Bereszyński żądny presji

Polski obrońca ma za sobą bardzo dobry początek sezonu w barwach Sampdorii. Zapewnia, że większa presja tylko dodatkowo go zmobilizuje.

– Na sześć ostatnich meczów reprezentacji pięć zagrałem w podstawowym składzie, więc zakończenie przez Łukasza reprezentacyjnej kariery nie oznacza dla mnie zupełnie nowej sytuacji. Myślę, że Łukasz to najlepszy prawy obrońca w historii naszego kraju. Teraz moja w tym głowa i Tomka Kędziory, byśmy na tej pozycji nadal mieli pewność i kibice nie musieli się obawiać o obsadę prawej obrony. Presja z tym związana tylko mnie dodatkowo mobilizuje. Wysoko zawieszona poprzeczka sprawia, że jeszcze szybciej się rozwijasz – przekonywał piłkarz Sampdorii podczas wczorajszej konferencji prasowej.

Jego słowom przysłuchiwał się siedzący obok Jerzy Brzęczek. – Jestem pewien, że na tej pozycji nie będziemy mieć problemów – dodaj. A Bereszyński skwitował, że to dobrze, iż obaj są tego samego zdania.

Selekcjoner zdradził przy okazji, że nie jest fanem przestawiania zawodników, więc z Włochami Bereszyński raczej nie zagra z lewej strony defensywy. Wygląda na to, że będzie walczyć o miejsce w składzie z Kędziorą, który również zaczął ten sezon bardzo dobrze.

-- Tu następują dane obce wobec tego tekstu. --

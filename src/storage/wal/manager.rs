//! WAL writer implementation.
//!
//! The writer owns both log files and serializes every append and sync
//! through one lock, so the binary and text halves of a single call are
//! written back to back.

use std::fs::{self, File, OpenOptions};
use std::io::Write;
use std::path::{Path, PathBuf};

use bytes::{BufMut, BytesMut};
use log::debug;
use parking_lot::Mutex;

use super::record::WalEntry;
use crate::storage::error::StorageResult;

/// Binary log file name inside the WAL directory.
pub const WAL_BINARY_FILE: &str = "wal.log";

/// Text log file name inside the WAL directory.
pub const WAL_TEXT_FILE: &str = "wal.txt";

struct WalFiles {
    binary: File,
    text: File,
}

/// Append-only writer for the binary and text logs.
pub struct WalWriter {
    dir: PathBuf,
    files: Mutex<WalFiles>,
}

impl WalWriter {
    /// Open (or create) both log files inside `dir`, keeping existing contents.
    pub fn open(dir: &Path) -> StorageResult<Self> {
        fs::create_dir_all(dir)?;

        let files = WalFiles {
            binary: open_append(&dir.join(WAL_BINARY_FILE))?,
            text: open_append(&dir.join(WAL_TEXT_FILE))?,
        };

        debug!("opened WAL in {:?}", dir);
        Ok(Self {
            dir: dir.to_path_buf(),
            files: Mutex::new(files),
        })
    }

    pub fn binary_path(&self) -> PathBuf {
        self.dir.join(WAL_BINARY_FILE)
    }

    pub fn text_path(&self) -> PathBuf {
        self.dir.join(WAL_TEXT_FILE)
    }

    /// Append a raw record to the binary log as `[len:4][record]`.
    pub fn append(&self, record: &[u8]) -> StorageResult<()> {
        let mut files = self.files.lock();
        write_binary(&mut files.binary, record)
    }

    /// Append one line to the text log. The newline is added here.
    pub fn append_text(&self, line: &str) -> StorageResult<()> {
        let mut files = self.files.lock();
        write_text(&mut files.text, line)
    }

    /// Write an entry to both logs, text first, under a single lock.
    pub fn log(&self, entry: &WalEntry) -> StorageResult<()> {
        let line = entry.to_text_line();
        let record = entry.to_binary();

        let mut files = self.files.lock();
        write_text(&mut files.text, &line)?;
        write_binary(&mut files.binary, &record)
    }

    pub fn log_create_table(&self, table: &str) -> StorageResult<()> {
        self.log(&WalEntry::create_table(table))
    }

    pub fn log_drop_table(&self, table: &str) -> StorageResult<()> {
        self.log(&WalEntry::drop_table(table))
    }

    pub fn log_truncate(&self, table: &str) -> StorageResult<()> {
        self.log(&WalEntry::truncate(table))
    }

    pub fn log_insert(&self, table: &str, row: &[u8]) -> StorageResult<()> {
        self.log(&WalEntry::insert(table, row))
    }

    /// Force both log files to durable storage.
    pub fn sync(&self) -> StorageResult<()> {
        let files = self.files.lock();
        files.binary.sync_all()?;
        files.text.sync_all()?;
        Ok(())
    }

    /// Release both file handles without syncing.
    pub fn close(self) -> StorageResult<()> {
        debug!("closing WAL in {:?}", self.dir);
        Ok(())
    }
}

fn open_append(path: &Path) -> StorageResult<File> {
    Ok(OpenOptions::new().create(true).append(true).open(path)?)
}

fn write_binary(file: &mut File, record: &[u8]) -> StorageResult<()> {
    let mut frame = BytesMut::with_capacity(4 + record.len());
    frame.put_u32(record.len() as u32);
    frame.put_slice(record);
    file.write_all(&frame)?;
    Ok(())
}

fn write_text(file: &mut File, line: &str) -> StorageResult<()> {
    let mut buf = String::with_capacity(line.len() + 1);
    buf.push_str(line);
    buf.push('\n');
    file.write_all(buf.as_bytes())?;
    Ok(())
}

#[cfg(test)]
mod tests {
    use super::*;
    use crate::storage::wal::record::WalOp;
    use anyhow::Result;
    use byteorder::{BigEndian, ByteOrder};
    use tempfile::TempDir;

    fn create_test_wal() -> Result<(WalWriter, TempDir)> {
        let temp_dir = TempDir::new()?;
        let wal = WalWriter::open(temp_dir.path())?;
        Ok((wal, temp_dir))
    }

    /// Split the binary log into its length-prefixed records.
    fn binary_records(path: &Path) -> Result<Vec<Vec<u8>>> {
        let data = fs::read(path)?;
        let mut records = Vec::new();
        let mut pos = 0;
        while pos + 4 <= data.len() {
            let len = BigEndian::read_u32(&data[pos..pos + 4]) as usize;
            records.push(data[pos + 4..pos + 4 + len].to_vec());
            pos += 4 + len;
        }
        assert_eq!(pos, data.len());
        Ok(records)
    }

    fn text_lines(path: &Path) -> Result<Vec<String>> {
        Ok(fs::read_to_string(path)?.lines().map(str::to_string).collect())
    }

    #[test]
    fn test_open_creates_both_files() -> Result<()> {
        let (wal, _temp_dir) = create_test_wal()?;
        assert!(wal.binary_path().exists());
        assert!(wal.text_path().exists());
        Ok(())
    }

    #[test]
    fn test_append_raw_record() -> Result<()> {
        let (wal, _temp_dir) = create_test_wal()?;

        wal.append(b"hello")?;
        wal.append(b"")?;

        let data = fs::read(wal.binary_path())?;
        assert_eq!(data, vec![0, 0, 0, 5, b'h', b'e', b'l', b'l', b'o', 0, 0, 0, 0]);
        Ok(())
    }

    #[test]
    fn test_append_text() -> Result<()> {
        let (wal, _temp_dir) = create_test_wal()?;

        wal.append_text("first")?;
        wal.append_text("second")?;

        assert_eq!(fs::read_to_string(wal.text_path())?, "first\nsecond\n");
        Ok(())
    }

    #[test]
    fn test_insert_record_layout() -> Result<()> {
        let (wal, _temp_dir) = create_test_wal()?;

        wal.log_insert("users", &[1, 2, 3])?;

        let records = binary_records(&wal.binary_path())?;
        assert_eq!(records.len(), 1);
        let rec = &records[0];
        assert_eq!(rec[0], WalOp::Insert.opcode());
        assert_eq!(BigEndian::read_u32(&rec[1..5]), 5);
        assert_eq!(&rec[5..10], b"users");
        assert_eq!(BigEndian::read_u32(&rec[10..14]), 3);
        assert_eq!(&rec[14..], &[1, 2, 3]);

        let lines = text_lines(&wal.text_path())?;
        assert_eq!(lines.len(), 1);
        assert!(lines[0].contains(r#""op":"INSERT""#));
        assert!(lines[0].contains(r#""row":"AQID""#));
        Ok(())
    }

    #[test]
    fn test_logs_stay_parallel() -> Result<()> {
        let (wal, _temp_dir) = create_test_wal()?;

        wal.log_create_table("t")?;
        wal.log_insert("t", &[0, 0, 0, 7])?;
        wal.log_insert("t", &[0, 0, 0, 8])?;
        wal.log_truncate("t")?;
        wal.log_drop_table("t")?;
        wal.sync()?;

        let expected = [
            WalOp::CreateTable,
            WalOp::Insert,
            WalOp::Insert,
            WalOp::Truncate,
            WalOp::DropTable,
        ];

        let records = binary_records(&wal.binary_path())?;
        let lines = text_lines(&wal.text_path())?;
        assert_eq!(records.len(), expected.len());
        assert_eq!(lines.len(), expected.len());

        for ((record, line), op) in records.iter().zip(&lines).zip(expected) {
            assert_eq!(WalOp::from_u8(record[0]), Some(op));
            assert!(line.contains(&format!("\"op\":\"{}\"", op)));
            assert!(line.starts_with("{\"ts\":\""));
        }
        Ok(())
    }

    #[test]
    fn test_reopen_appends() -> Result<()> {
        let temp_dir = TempDir::new()?;

        {
            let wal = WalWriter::open(temp_dir.path())?;
            wal.log_create_table("a")?;
            wal.close()?;
        }
        {
            let wal = WalWriter::open(temp_dir.path())?;
            wal.log_create_table("b")?;
        }

        let wal = WalWriter::open(temp_dir.path())?;
        assert_eq!(binary_records(&wal.binary_path())?.len(), 2);

        let lines = text_lines(&wal.text_path())?;
        assert!(lines[0].ends_with(r#""table":"a"}"#));
        assert!(lines[1].ends_with(r#""table":"b"}"#));
        Ok(())
    }

    #[test]
    fn test_concurrent_appends_do_not_interleave() -> Result<()> {
        let (wal, _temp_dir) = create_test_wal()?;
        let wal = std::sync::Arc::new(wal);

        let handles: Vec<_> = (0..4)
            .map(|t| {
                let wal = wal.clone();
                std::thread::spawn(move || -> Result<()> {
                    for i in 0..25u8 {
                        wal.log_insert(&format!("t{}", t), &[t as u8, i])?;
                    }
                    Ok(())
                })
            })
            .collect();
        for handle in handles {
            handle.join().expect("writer thread panicked")?;
        }

        assert_eq!(binary_records(&wal.binary_path())?.len(), 100);
        assert_eq!(text_lines(&wal.text_path())?.len(), 100);
        Ok(())
    }
}
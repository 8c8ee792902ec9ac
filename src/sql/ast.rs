// Statements understood by the command loop

use crate::access::{Column, Value};

#[derive(Debug, Clone, PartialEq)]
pub enum Statement {
    CreateTable(CreateTable),
    InsertInto(InsertInto),
    Select(Select),
}

/// `CREATE TABLE [IF NOT EXISTS] name (col TYPE, ...)`
#[derive(Debug, Clone, PartialEq)]
pub struct CreateTable {
    pub name: String,
    pub columns: Vec<Column>,
    pub if_not_exists: bool,
}

/// `INSERT INTO table (col, ...) VALUES (value, ...)`
#[derive(Debug, Clone, PartialEq)]
pub struct InsertInto {
    pub table: String,
    pub columns: Vec<String>,
    pub values: Vec<Value>,
}

/// `SELECT * FROM table [WHERE col = value]`
#[derive(Debug, Clone, PartialEq)]
pub struct Select {
    pub table: String,
    pub filter: Option<Filter>,
}

/// Equality filter. Rows match when the display form of their value equals
/// `value`.
#[derive(Debug, Clone, PartialEq)]
pub struct Filter {
    pub column: String,
    pub value: String,
}

impl Select {
    pub fn all(table: impl Into<String>) -> Self {
        Select {
            table: table.into(),
            filter: None,
        }
    }

    pub fn filtered(
        table: impl Into<String>,
        column: impl Into<String>,
        value: impl Into<String>,
    ) -> Self {
        Select {
            table: table.into(),
            filter: Some(Filter {
                column: column.into(),
                value: value.into(),
            }),
        }
    }
}
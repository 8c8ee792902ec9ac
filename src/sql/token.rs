// SQL tokens for lexical analysis

#[derive(Debug, Clone, PartialEq)]
pub enum Token {
    // Literals
    Identifier(String),
    Number(String),
    String(String),

    // Keywords
    Select,
    From,
    Where,
    Insert,
    Into,
    Values,
    Create,
    Table,
    If,
    Not,
    Exists,

    // Operators and punctuation
    Star,
    Equal,
    Minus,
    LeftParen,
    RightParen,
    Comma,
    Semicolon,

    // Anything the lexer does not understand
    Unknown(char),
    Eof,
}

impl Token {
    pub fn keyword_from_str(s: &str) -> Option<Token> {
        match s.to_ascii_uppercase().as_str() {
            "SELECT" => Some(Token::Select),
            "FROM" => Some(Token::From),
            "WHERE" => Some(Token::Where),
            "INSERT" => Some(Token::Insert),
            "INTO" => Some(Token::Into),
            "VALUES" => Some(Token::Values),
            "CREATE" => Some(Token::Create),
            "TABLE" => Some(Token::Table),
            "IF" => Some(Token::If),
            "NOT" => Some(Token::Not),
            "EXISTS" => Some(Token::Exists),
            _ => None,
        }
    }
}

#[cfg(test)]
mod tests {
    use super::*;

    #[test]
    fn test_keywords_are_case_insensitive() {
        assert_eq!(Token::keyword_from_str("select"), Some(Token::Select));
        assert_eq!(Token::keyword_from_str("Exists"), Some(Token::Exists));
        assert_eq!(Token::keyword_from_str("users"), None);
        // Type names stay identifiers
        assert_eq!(Token::keyword_from_str("INT"), None);
    }
}
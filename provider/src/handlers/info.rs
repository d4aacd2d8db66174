use super::{json_response, App};
use faas_provider_core::{InfoResponse, ProviderVersion};
use hyper::{Body, Response, StatusCode};

const ORCHESTRATION: &str = "nomad";

/// Identifies the provider and its version.
pub(crate) fn handle(app: &App) -> Response<Body> {
    app.stats.incr("info.called", &[]);
    json_response(
        StatusCode::OK,
        &InfoResponse {
            orchestration: ORCHESTRATION.to_string(),
            version: ProviderVersion {
                release: env!("CARGO_PKG_VERSION").to_string(),
                sha: String::new(),
            },
        },
    )
}
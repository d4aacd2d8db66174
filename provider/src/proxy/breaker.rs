use parking_lot::Mutex;
use std::{
    collections::VecDeque,
    sync::atomic::{AtomicUsize, Ordering},
    time::{Duration, Instant},
};
use thiserror::Error;

/// Parameters for a per-endpoint breaker.
#[derive(Clone, Debug)]
pub struct BreakerConfig {
    /// Failure fraction over the rolling window that trips the breaker.
    pub error_rate: f64,
    /// Minimum observations before the error rate is considered.
    pub volume_threshold: usize,
    /// Width of the rolling outcome window.
    pub window: Duration,
    /// How long an open breaker rejects before admitting a probe.
    pub cooldown: Duration,
    /// In-flight request ceiling while closed.
    pub max_inflight: usize,
}

impl Default for BreakerConfig {
    fn default() -> Self {
        Self {
            error_rate: 0.25,
            volume_threshold: 10,
            window: Duration::from_secs(10),
            cooldown: Duration::from_secs(5),
            max_inflight: 1500,
        }
    }
}

#[derive(Clone, Copy, Debug, PartialEq, Eq)]
enum State {
    Closed,
    Open { since: Instant },
    HalfOpen,
}

#[derive(Debug, Error, PartialEq, Eq)]
pub enum BreakerError {
    #[error("circuit open")]
    Open,

    #[error("too many requests in flight")]
    Overloaded,
}

/// Per-endpoint circuit breaker.
///
/// Transitions are driven solely by observed outcomes: the window tripping
/// opens the circuit, a cool-down admits a single probe, and the probe's
/// outcome closes or re-opens it. Every successful [`Breaker::admit`] must
/// be paired with exactly one [`Breaker::record`].
pub struct Breaker {
    config: BreakerConfig,
    inner: Mutex<Inner>,
    inflight: AtomicUsize,
}

struct Inner {
    state: State,
    window: VecDeque<(Instant, bool)>,
}

// === impl Breaker ===

impl Breaker {
    pub fn new(config: BreakerConfig) -> Self {
        Self {
            config,
            inner: Mutex::new(Inner {
                state: State::Closed,
                window: VecDeque::new(),
            }),
            inflight: AtomicUsize::new(0),
        }
    }

    pub fn admit(&self) -> Result<(), BreakerError> {
        let mut inner = self.inner.lock();
        match inner.state {
            State::Closed => {
                if self.inflight.load(Ordering::Acquire) >= self.config.max_inflight {
                    return Err(BreakerError::Overloaded);
                }
            }
            State::Open { since } => {
                if since.elapsed() < self.config.cooldown {
                    return Err(BreakerError::Open);
                }
                inner.state = State::HalfOpen;
            }
            State::HalfOpen => {
                // One probe at a time.
                if self.inflight.load(Ordering::Acquire) > 0 {
                    return Err(BreakerError::Open);
                }
            }
        }
        self.inflight.fetch_add(1, Ordering::AcqRel);
        Ok(())
    }

    pub fn record(&self, success: bool) {
        self.inflight.fetch_sub(1, Ordering::AcqRel);
        let mut inner = self.inner.lock();
        match inner.state {
            State::HalfOpen => {
                if success {
                    inner.window.clear();
                    inner.state = State::Closed;
                } else {
                    inner.state = State::Open {
                        since: Instant::now(),
                    };
                }
            }
            State::Closed => {
                inner.window.push_back((Instant::now(), success));
                while inner
                    .window
                    .front()
                    .map(|(at, _)| at.elapsed() > self.config.window)
                    .unwrap_or(false)
                {
                    inner.window.pop_front();
                }

                let total = inner.window.len();
                if total >= self.config.volume_threshold {
                    let failures = inner.window.iter().filter(|(_, ok)| !ok).count();
                    if failures as f64 / total as f64 > self.config.error_rate {
                        inner.state = State::Open {
                            since: Instant::now(),
                        };
                        inner.window.clear();
                    }
                }
            }
            // A straggling outcome from before the trip.
            State::Open { .. } => {}
        }
    }

    #[cfg(test)]
    fn is_open(&self) -> bool {
        matches!(self.inner.lock().state, State::Open { .. })
    }
}
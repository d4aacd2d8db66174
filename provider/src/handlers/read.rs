use super::{function_summary, json_response, text_response, App};
use faas_provider_nomad::JOB_PREFIX;
use hyper::{Body, Response, StatusCode};
use tracing::error;

const RUNNING: &str = "running";

/// Reports a single function with its live availability, counted from the
/// running task states across all of the job's allocations.
pub(crate) async fn handle(app: &App, function: &str) -> Response<Body> {
    app.stats.incr("replicationreader.called", &[]);

    let job = match app.jobs.info(&format!("{JOB_PREFIX}{function}")).await {
        Ok(Some(job)) => job,
        Ok(None) => {
            app.stats.incr("replicationreader.error.notfound", &[]);
            return super::empty_response(StatusCode::NOT_FOUND);
        }
        Err(error) => {
            error!(%function, %error, "failed to fetch job");
            app.stats.incr("replicationreader.error.notfound", &[]);
            return text_response(StatusCode::NOT_FOUND, &error.to_string());
        }
    };

    let allocations = match app.jobs.allocations(&job.id, true).await {
        Ok(allocations) => allocations,
        Err(error) => {
            error!(%function, %error, "failed to fetch allocations");
            app.stats.incr("replicationreader.error.internalerror", &[]);
            return text_response(StatusCode::INTERNAL_SERVER_ERROR, &error.to_string());
        }
    };
    let available = allocations
        .iter()
        .flat_map(|allocation| allocation.task_states.values())
        .filter(|task| task.state == RUNNING)
        .count() as u64;

    app.stats.incr("replicationreader.success", &[]);
    json_response(StatusCode::OK, &function_summary(&job, available))
}
use super::{function_summary, json_response, text_response, App};
use faas_provider_nomad::JOB_PREFIX;
use hyper::{Body, Response, StatusCode};
use tracing::{error, warn};

/// Lists deployed functions: every prefixed job that is running or pending,
/// with the prefix stripped from its name.
pub(crate) async fn handle(app: &App) -> Response<Body> {
    app.stats.incr("reader.called", &[]);

    let stubs = match app.jobs.list(JOB_PREFIX).await {
        Ok(stubs) => stubs,
        Err(error) => {
            error!(%error, "failed to list jobs");
            app.stats.incr("reader.error.internalerror", &[]);
            return text_response(StatusCode::INTERNAL_SERVER_ERROR, &error.to_string());
        }
    };

    let mut functions = Vec::with_capacity(stubs.len());
    for stub in stubs {
        if stub.status != "running" && stub.status != "pending" {
            continue;
        }
        match app.jobs.info(&stub.id).await {
            Ok(Some(job)) => functions.push(function_summary(&job, 0)),
            Ok(None) => {}
            Err(error) => warn!(job = %stub.id, %error, "skipping unreadable job"),
        }
    }

    app.stats.incr("reader.success", &[]);
    json_response(StatusCode::OK, &functions)
}
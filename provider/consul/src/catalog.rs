use hyper::{client::HttpConnector, Body, Request, StatusCode, Uri};
use serde::Deserialize;
use std::time::Duration;
use thiserror::Error;

const CONSUL_INDEX_HEADER: &str = "x-consul-index";
const CONSUL_TOKEN_HEADER: &str = "x-consul-token";

/// One service instance as reported by `/v1/catalog/service/<name>`.
#[derive(Clone, Debug, Default, PartialEq, Eq, Deserialize)]
#[serde(default, rename_all = "PascalCase")]
pub struct CatalogService {
    pub node: String,
    pub address: String,
    pub service_name: String,
    pub service_address: String,
    pub service_port: u16,
}

#[derive(Clone, Debug)]
pub struct CatalogResponse {
    pub services: Vec<CatalogService>,
    /// Consul's raft index for the result, fed back into blocking queries.
    pub index: u64,
}

/// Blocking-query parameters: wait until the catalog index moves past
/// `index`, or `wait` elapses.
#[derive(Clone, Copy, Debug)]
pub struct WaitIndex {
    pub index: u64,
    pub wait: Duration,
}

#[derive(Debug, Error)]
pub enum CatalogError {
    #[error("catalog request failed: {0}")]
    Http(#[from] hyper::Error),

    #[error("invalid catalog address: {0}")]
    Address(String),

    #[error("catalog returned status {0}")]
    Status(StatusCode),

    #[error("malformed catalog response: {0}")]
    Body(#[from] serde_json::Error),
}

/// Read access to the service catalog.
#[async_trait::async_trait]
pub trait Catalog: Send + Sync {
    /// Lists the instances of `name`. With `wait` set this is a blocking
    /// query that returns once the catalog changes or the wait expires.
    async fn service(
        &self,
        name: &str,
        wait: Option<WaitIndex>,
    ) -> Result<CatalogResponse, CatalogError>;
}

/// Catalog client over the Consul HTTP API.
pub struct HttpCatalog {
    client: hyper::Client<hyper_rustls::HttpsConnector<HttpConnector>>,
    base: String,
    token: Option<String>,
}

// === impl HttpCatalog ===

impl HttpCatalog {
    pub fn new(address: &str, token: Option<String>) -> Self {
        let https = hyper_rustls::HttpsConnectorBuilder::new()
            .with_native_roots()
            .https_or_http()
            .enable_http1()
            .build();
        Self {
            client: hyper::Client::builder().build(https),
            base: address.trim_end_matches('/').to_string(),
            token,
        }
    }
}

#[async_trait::async_trait]
impl Catalog for HttpCatalog {
    async fn service(
        &self,
        name: &str,
        wait: Option<WaitIndex>,
    ) -> Result<CatalogResponse, CatalogError> {
        let mut url = format!("{}/v1/catalog/service/{}", self.base, name);
        if let Some(WaitIndex { index, wait }) = wait {
            url.push_str(&format!("?index={}&wait={}s", index, wait.as_secs()));
        }
        let uri = url
            .parse::<Uri>()
            .map_err(|e| CatalogError::Address(e.to_string()))?;

        let mut request = Request::get(uri);
        if let Some(token) = &self.token {
            request = request.header(CONSUL_TOKEN_HEADER, token);
        }
        let request = request
            .body(Body::empty())
            .map_err(|e| CatalogError::Address(e.to_string()))?;

        let response = self.client.request(request).await?;
        if !response.status().is_success() {
            return Err(CatalogError::Status(response.status()));
        }

        let index = response
            .headers()
            .get(CONSUL_INDEX_HEADER)
            .and_then(|v| v.to_str().ok())
            .and_then(|v| v.parse().ok())
            .unwrap_or(0);

        let body = hyper::body::to_bytes(response.into_body()).await?;
        let services = serde_json::from_slice(&body)?;
        Ok(CatalogResponse { services, index })
    }
}

#[cfg(test)]
mod tests {
    use super::*;

    #[test]
    fn catalog_service_decodes_consul_fields() {
        let body = r#"[{
            "Node": "node-1",
            "Address": "10.0.0.1",
            "ServiceName": "hello",
            "ServiceAddress": "10.0.0.2",
            "ServicePort": 20001
        }]"#;

        let services: Vec<CatalogService> = serde_json::from_str(body).unwrap();
        assert_eq!(services.len(), 1);
        assert_eq!(services[0].service_address, "10.0.0.2");
        assert_eq!(services[0].service_port, 20001);
    }
}
use super::{empty_response, text_response, App};
use faas_provider_core::DeleteFunctionRequest;
use faas_provider_nomad::JOB_PREFIX;
use hyper::{Body, Request, Response, StatusCode};
use tracing::{error, info};

/// Deregisters a function's job and drops its cached endpoints.
///
/// The discovery subscription is removed as part of the eviction, before
/// the cache slot is cleared, so a late watch event cannot resurrect it.
pub(crate) async fn handle(app: &App, request: Request<Body>) -> Response<Body> {
    app.stats.incr("delete.called", &[]);

    let body = match hyper::body::to_bytes(request.into_body()).await {
        Ok(body) => body,
        Err(error) => {
            app.stats.incr("delete.error.badrequest", &[]);
            return text_response(StatusCode::BAD_REQUEST, &error.to_string());
        }
    };
    let request: DeleteFunctionRequest = match serde_json::from_slice::<DeleteFunctionRequest>(&body) {
        Ok(request) if !request.function_name.is_empty() => request,
        Ok(_) | Err(_) => {
            app.stats.incr("delete.error.badrequest", &[]);
            return empty_response(StatusCode::BAD_REQUEST);
        }
    };

    info!(function = %request.function_name, "deleting function");
    let job_id = format!("{}{}", JOB_PREFIX, request.function_name);
    match app.jobs.deregister(&job_id, false).await {
        Ok(_) => {
            app.resolver.evict(&request.function_name).await;
            app.stats
                .gauge("deploy.count", 0.0, &[("job", &request.function_name)]);
            app.stats
                .incr("delete.success", &[("job", &request.function_name)]);
            empty_response(StatusCode::OK)
        }
        Err(error) => {
            error!(function = %request.function_name, %error, "deregistration failed");
            app.stats.incr("delete.error.deregister", &[]);
            text_response(StatusCode::BAD_REQUEST, &error.to_string())
        }
    }
}
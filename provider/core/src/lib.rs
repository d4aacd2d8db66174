#![deny(warnings, rust_2018_idioms)]
#![forbid(unsafe_code)]

//! Shared domain types and trait seams for the OpenFaaS Nomad provider.

mod metrics;
mod requests;
mod resolve;

pub use self::{
    metrics::{NoopStats, Stats},
    requests::{
        DeleteFunctionRequest, Function, FunctionDeployment, FunctionResources, InfoResponse,
        ProviderVersion, ScaleServiceRequest, SecretRequest,
    },
    resolve::{ResolveError, Resolver},
};
#![deny(warnings, rust_2018_idioms)]
#![forbid(unsafe_code)]

//! Nomad job model, HTTP API client, and the function → job translation.

mod api;
mod job;
mod tls;
mod translate;

pub use self::{
    api::{ApiError, HttpJobs, Jobs},
    job::{
        AllocationListStub, ConfigValue, Constraint, EphemeralDisk, Job, JobListStub,
        JobRegisterResponse, NetworkResource, Port, Resources, RestartPolicy, Service, Task,
        TaskGroup, TaskState, Template, UpdateStrategy, VaultStanza,
    },
    tls::{TlsError, TlsSettings},
    translate::{job_from_deployment, TranslateConfig},
};

/// Prefix applied to every job the provider owns; list/info strip it before
/// reporting function names back to the gateway.
pub const JOB_PREFIX: &str = "OpenFaaS-";
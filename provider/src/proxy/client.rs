use bytes::Bytes;
use hyper::{client::HttpConnector, header::HeaderMap, Body, Method, Request, StatusCode, Uri};
use std::time::{Duration, Instant};
use thiserror::Error;
use tracing::debug;

/// A buffered upstream response, ready to be mirrored to the caller or
/// replayed through the retrier.
#[derive(Clone, Debug)]
pub struct UpstreamResponse {
    pub status: StatusCode,
    pub headers: HeaderMap,
    pub body: Bytes,
}

#[derive(Debug, Error)]
#[error("{0}")]
pub struct CallError(pub String);

/// Performs one POST to a resolved endpoint.
#[async_trait::async_trait]
pub trait UpstreamCall: Send + Sync {
    async fn call(
        &self,
        address: &str,
        query: Option<&str>,
        body: Bytes,
        headers: &HeaderMap,
    ) -> Result<UpstreamResponse, CallError>;
}

/// HTTP client for function invocations.
///
/// Keep-alives are disabled and the idle window is short so broken upstream
/// connections do not accumulate across a changing replica set; the dial
/// timeout matches the function timeout.
pub struct ProxyClient {
    client: hyper::Client<hyper_rustls::HttpsConnector<HttpConnector>>,
}

// === impl ProxyClient ===

impl ProxyClient {
    pub fn new(timeout: Duration) -> Self {
        let mut http = HttpConnector::new();
        http.set_connect_timeout(Some(timeout));
        http.set_nodelay(true);
        let https = hyper_rustls::HttpsConnectorBuilder::new()
            .with_native_roots()
            .https_or_http()
            .enable_http1()
            .wrap_connector(http);

        let client = hyper::Client::builder()
            .pool_max_idle_per_host(0)
            .pool_idle_timeout(Duration::from_millis(120))
            .build(https);
        Self { client }
    }
}

#[async_trait::async_trait]
impl UpstreamCall for ProxyClient {
    async fn call(
        &self,
        address: &str,
        query: Option<&str>,
        body: Bytes,
        headers: &HeaderMap,
    ) -> Result<UpstreamResponse, CallError> {
        let url = match query {
            Some(query) if !query.is_empty() => format!("{address}?{query}"),
            _ => address.to_string(),
        };
        let uri = url
            .parse::<Uri>()
            .map_err(|e| CallError(format!("invalid endpoint {url}: {e}")))?;

        let mut request = Request::builder()
            .method(Method::POST)
            .uri(uri)
            .body(Body::from(body))
            .map_err(|e| CallError(e.to_string()))?;
        for (name, value) in headers {
            // The transport owns framing and authority.
            if *name == hyper::header::HOST || *name == hyper::header::CONTENT_LENGTH {
                continue;
            }
            request.headers_mut().append(name.clone(), value.clone());
        }

        let started = Instant::now();
        let response = self
            .client
            .request(request)
            .await
            .map_err(|e| CallError(e.to_string()))?;

        let (parts, body) = response.into_parts();
        let body = hyper::body::to_bytes(body)
            .await
            .map_err(|e| CallError(e.to_string()))?;
        debug!(
            %address,
            status = %parts.status,
            elapsed_ms = started.elapsed().as_millis() as u64,
            "upstream call finished"
        );

        Ok(UpstreamResponse {
            status: parts.status,
            headers: parts.headers,
            body,
        })
    }
}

Atutem Bereszyńskiego w dzisiejszym meczu będzie znajomość zawodników rywali. – Wielu z nas tak naprawdę świetnie zna rywali, bo gramy we Włoszech, a w niektórych przypadkach są to nasi klubowi koledzy. Ja pewnie będę musiał zwrócić szczególną uwagę na Lorenzo Insigne, który gra po mojej stronie. Kilka dni temu zagraliśmy przeciwko sobie w meczu ligowym i wspomnienia mam bardzo dobrze, bo wygraliśmy. Mam nadzieję, że po piątkowym meczu będą jeszcze lepsze – mówi piłkarz Sampdorii.

– Włosi mieli ostatnio swoje problemy, zmienili selekcjonera i budują zespół praktycznie od zera. Ale mają swoje gwiazdy, które wszyscy bardo dobrze znamy – dodaje Bereszyński.